§ EXERCISE PROMPT
Within the data below, copy each line where the string "AUTHORIZATION" is found.
────────────────────
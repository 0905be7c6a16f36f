use axum::{
    body::Body,
    http::{header, Request, StatusCode},
    Router,
};
use pollhub::test_utils::test_helpers;
use serde_json::{json, Value};
use sqlx::SqlitePool;
use tower::ServiceExt;

async fn test_app() -> (Router, SqlitePool) {
    let pool = test_helpers::create_test_db().await.unwrap();
    let state = test_helpers::build_test_state(pool.clone());
    (pollhub::app(state, None), pool)
}

fn json_request(method: &str, uri: &str, token: Option<&str>, body: Value) -> Request<Body> {
    let mut builder = Request::builder()
        .method(method)
        .uri(uri)
        .header(header::CONTENT_TYPE, "application/json");
    if let Some(token) = token {
        builder = builder.header(header::AUTHORIZATION, format!("Bearer {}", token));
    }
    builder.body(Body::from(body.to_string())).unwrap()
}

fn get_request(uri: &str, token: Option<&str>) -> Request<Body> {
    let mut builder = Request::builder().method("GET").uri(uri);
    if let Some(token) = token {
        builder = builder.header(header::AUTHORIZATION, format!("Bearer {}", token));
    }
    builder.body(Body::empty()).unwrap()
}

async fn body_json(response: axum::response::Response) -> Value {
    let bytes = axum::body::to_bytes(response.into_body(), usize::MAX)
        .await
        .unwrap();
    serde_json::from_slice(&bytes).unwrap()
}

async fn login(app: &Router, email: &str, password: &str) -> String {
    let response = app
        .clone()
        .oneshot(json_request(
            "POST",
            "/api/auth/login",
            None,
            json!({ "email": email, "password": password }),
        ))
        .await
        .unwrap();
    assert_eq!(response.status(), StatusCode::OK);
    let body = body_json(response).await;
    body["token"].as_str().unwrap().to_string()
}

#[tokio::test]
async fn test_health_endpoint() {
    let (app, _pool) = test_app().await;

    let response = app.oneshot(get_request("/api/health", None)).await.unwrap();
    assert_eq!(response.status(), StatusCode::OK);
    let body = body_json(response).await;
    assert_eq!(body["status"], "ok");
}

#[tokio::test]
async fn test_register_verify_login_flow() {
    let (app, pool) = test_app().await;

    // Register
    let response = app
        .clone()
        .oneshot(json_request(
            "POST",
            "/api/auth/register",
            None,
            json!({
                "name": "Alice",
                "email": "alice@example.com",
                "password": "password123",
            }),
        ))
        .await
        .unwrap();
    assert_eq!(response.status(), StatusCode::CREATED);
    let body = body_json(response).await;
    assert_eq!(body["success"], true);
    assert_eq!(body["user"]["email"], "alice@example.com");
    assert_eq!(body["user"]["isVerified"], false);
    // The password never leaves the server
    assert!(body["user"].get("passwordHash").is_none());
    assert!(body["user"].get("password_hash").is_none());

    // Login before verification is rejected with the resend hint
    let response = app
        .clone()
        .oneshot(json_request(
            "POST",
            "/api/auth/login",
            None,
            json!({ "email": "alice@example.com", "password": "password123" }),
        ))
        .await
        .unwrap();
    assert_eq!(response.status(), StatusCode::FORBIDDEN);
    let body = body_json(response).await;
    assert_eq!(body["needsVerification"], true);

    // Verify with the stored code
    let code: String =
        sqlx::query_scalar("SELECT verification_code FROM users WHERE email = ?")
            .bind("alice@example.com")
            .fetch_one(&pool)
            .await
            .unwrap();
    let response = app
        .clone()
        .oneshot(json_request(
            "POST",
            "/api/auth/verify",
            None,
            json!({ "email": "alice@example.com", "verificationCode": code }),
        ))
        .await
        .unwrap();
    assert_eq!(response.status(), StatusCode::OK);

    // Login now succeeds
    let token = login(&app, "alice@example.com", "password123").await;
    assert!(!token.is_empty());
}

#[tokio::test]
async fn test_register_validation_errors() {
    let (app, _pool) = test_app().await;

    let response = app
        .clone()
        .oneshot(json_request(
            "POST",
            "/api/auth/register",
            None,
            json!({ "name": "Bob", "email": "not-an-email", "password": "password123" }),
        ))
        .await
        .unwrap();
    assert_eq!(response.status(), StatusCode::BAD_REQUEST);

    let response = app
        .oneshot(json_request(
            "POST",
            "/api/auth/register",
            None,
            json!({ "name": "Bob", "email": "bob@example.com", "password": "short" }),
        ))
        .await
        .unwrap();
    assert_eq!(response.status(), StatusCode::BAD_REQUEST);
    let body = body_json(response).await;
    assert_eq!(body["success"], false);
    assert_eq!(body["error"], "Password must be at least 6 characters");
}

#[tokio::test]
async fn test_register_duplicate_email_is_conflict() {
    let (app, pool) = test_app().await;
    test_helpers::insert_test_user(&pool, "taken@example.com", "password123", true)
        .await
        .unwrap();

    let response = app
        .oneshot(json_request(
            "POST",
            "/api/auth/register",
            None,
            json!({ "name": "Imposter", "email": "taken@example.com", "password": "password123" }),
        ))
        .await
        .unwrap();
    assert_eq!(response.status(), StatusCode::CONFLICT);
    let body = body_json(response).await;
    assert_eq!(body["success"], false);
    assert_eq!(body["error"], "User already exists with this email");
}

#[tokio::test]
async fn test_login_wrong_password() {
    let (app, pool) = test_app().await;
    test_helpers::insert_test_user(&pool, "alice@example.com", "password123", true)
        .await
        .unwrap();

    let response = app
        .oneshot(json_request(
            "POST",
            "/api/auth/login",
            None,
            json!({ "email": "alice@example.com", "password": "wrong-password" }),
        ))
        .await
        .unwrap();
    assert_eq!(response.status(), StatusCode::UNAUTHORIZED);
}

#[tokio::test]
async fn test_create_poll_requires_auth() {
    let (app, _pool) = test_app().await;

    let response = app
        .oneshot(json_request(
            "POST",
            "/api/polls",
            None,
            json!({ "question": "Q?", "options": ["a", "b"] }),
        ))
        .await
        .unwrap();
    assert_eq!(response.status(), StatusCode::UNAUTHORIZED);
}

#[tokio::test]
async fn test_poll_lifecycle_over_http() {
    let (app, pool) = test_app().await;
    test_helpers::insert_test_user(&pool, "owner@example.com", "password123", true)
        .await
        .unwrap();
    test_helpers::insert_test_user(&pool, "voter@example.com", "password123", true)
        .await
        .unwrap();

    let owner_token = login(&app, "owner@example.com", "password123").await;
    let voter_token = login(&app, "voter@example.com", "password123").await;

    // Create
    let response = app
        .clone()
        .oneshot(json_request(
            "POST",
            "/api/polls",
            Some(&owner_token),
            json!({
                "question": "Tabs or spaces?",
                "description": "The eternal question",
                "options": ["Tabs", "Spaces"],
            }),
        ))
        .await
        .unwrap();
    assert_eq!(response.status(), StatusCode::CREATED);
    let body = body_json(response).await;
    let poll_id = body["poll"]["id"].as_i64().unwrap();
    let option_id = body["poll"]["options"][1]["id"].as_i64().unwrap();

    // Too few options is a 400
    let response = app
        .clone()
        .oneshot(json_request(
            "POST",
            "/api/polls",
            Some(&owner_token),
            json!({ "question": "One option?", "options": ["only"] }),
        ))
        .await
        .unwrap();
    assert_eq!(response.status(), StatusCode::BAD_REQUEST);

    // Vote
    let response = app
        .clone()
        .oneshot(json_request(
            "POST",
            &format!("/api/polls/{}/vote", poll_id),
            Some(&voter_token),
            json!({ "optionId": option_id }),
        ))
        .await
        .unwrap();
    assert_eq!(response.status(), StatusCode::CREATED);

    // Voting again is a conflict
    let response = app
        .clone()
        .oneshot(json_request(
            "POST",
            &format!("/api/polls/{}/vote", poll_id),
            Some(&voter_token),
            json!({ "optionId": option_id }),
        ))
        .await
        .unwrap();
    assert_eq!(response.status(), StatusCode::CONFLICT);

    // Results are public
    let response = app
        .clone()
        .oneshot(get_request(&format!("/api/polls/{}/results", poll_id), None))
        .await
        .unwrap();
    assert_eq!(response.status(), StatusCode::OK);
    let body = body_json(response).await;
    assert_eq!(body["results"]["totalVotes"], 1);
    let options = body["results"]["options"].as_array().unwrap();
    let spaces = options.iter().find(|o| o["text"] == "Spaces").unwrap();
    assert_eq!(spaces["votes"], 1);
    assert_eq!(spaces["percentage"], 100.0);

    // Listing as the voter carries the userVote annotation
    let response = app
        .clone()
        .oneshot(get_request("/api/polls", Some(&voter_token)))
        .await
        .unwrap();
    let body = body_json(response).await;
    let poll = body["polls"]
        .as_array()
        .unwrap()
        .iter()
        .find(|p| p["id"].as_i64() == Some(poll_id))
        .unwrap();
    assert_eq!(poll["userVote"]["optionId"].as_i64(), Some(option_id));

    // Only the owner may delete
    let response = app
        .clone()
        .oneshot(
            Request::builder()
                .method("DELETE")
                .uri(format!("/api/polls/{}", poll_id))
                .header(header::AUTHORIZATION, format!("Bearer {}", voter_token))
                .body(Body::empty())
                .unwrap(),
        )
        .await
        .unwrap();
    assert_eq!(response.status(), StatusCode::FORBIDDEN);

    let response = app
        .clone()
        .oneshot(
            Request::builder()
                .method("DELETE")
                .uri(format!("/api/polls/{}", poll_id))
                .header(header::AUTHORIZATION, format!("Bearer {}", owner_token))
                .body(Body::empty())
                .unwrap(),
        )
        .await
        .unwrap();
    assert_eq!(response.status(), StatusCode::OK);

    // The poll is gone
    let response = app
        .oneshot(get_request(&format!("/api/polls/{}", poll_id), None))
        .await
        .unwrap();
    assert_eq!(response.status(), StatusCode::NOT_FOUND);
}

#[tokio::test]
async fn test_vote_on_missing_poll_is_404() {
    let (app, pool) = test_app().await;
    test_helpers::insert_test_user(&pool, "voter@example.com", "password123", true)
        .await
        .unwrap();
    let token = login(&app, "voter@example.com", "password123").await;

    let response = app
        .oneshot(json_request(
            "POST",
            "/api/polls/9999/vote",
            Some(&token),
            json!({ "optionId": 1 }),
        ))
        .await
        .unwrap();
    assert_eq!(response.status(), StatusCode::NOT_FOUND);
}

#[tokio::test]
async fn test_profile_and_stats() {
    let (app, pool) = test_app().await;
    let user_id = test_helpers::insert_test_user(&pool, "alice@example.com", "password123", true)
        .await
        .unwrap();
    test_helpers::create_test_poll(&pool, user_id, "Mine?", &["Yes", "No"])
        .await
        .unwrap();

    let token = login(&app, "alice@example.com", "password123").await;

    let response = app
        .clone()
        .oneshot(get_request("/api/users/profile", Some(&token)))
        .await
        .unwrap();
    assert_eq!(response.status(), StatusCode::OK);
    let body = body_json(response).await;
    assert_eq!(body["user"]["email"], "alice@example.com");
    assert_eq!(body["user"]["pollsCount"], 1);
    assert_eq!(body["user"]["votesCount"], 0);

    let response = app
        .clone()
        .oneshot(get_request("/api/users/stats", Some(&token)))
        .await
        .unwrap();
    assert_eq!(response.status(), StatusCode::OK);
    let body = body_json(response).await;
    assert_eq!(body["pollsCreated"], 1);
    assert_eq!(body["votesCast"], 0);

    // Unauthenticated requests are rejected
    let response = app
        .oneshot(get_request("/api/users/profile", None))
        .await
        .unwrap();
    assert_eq!(response.status(), StatusCode::UNAUTHORIZED);
}

#[tokio::test]
async fn test_refresh_token_endpoint() {
    let (app, pool) = test_app().await;
    test_helpers::insert_test_user(&pool, "alice@example.com", "password123", true)
        .await
        .unwrap();
    let token = login(&app, "alice@example.com", "password123").await;

    let response = app
        .clone()
        .oneshot(json_request(
            "POST",
            "/api/auth/refresh",
            Some(&token),
            json!({}),
        ))
        .await
        .unwrap();
    assert_eq!(response.status(), StatusCode::OK);
    let body = body_json(response).await;
    assert!(body["token"].as_str().is_some());

    let response = app
        .oneshot(json_request("POST", "/api/auth/refresh", None, json!({})))
        .await
        .unwrap();
    assert_eq!(response.status(), StatusCode::UNAUTHORIZED);
}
────────────────────
§ YOUR SOLUTION
        builder = builder.header(header::AUTHORIZATION, format!("Bearer {}", token));
        builder = builder.header(header::AUTHORIZATION, format!("Bearer {}", token));
                .header(header::AUTHORIZATION, format!("Bearer {}", voter_token))
                .header(header::AUTHORIZATION, format!("Bearer {}", owner_token))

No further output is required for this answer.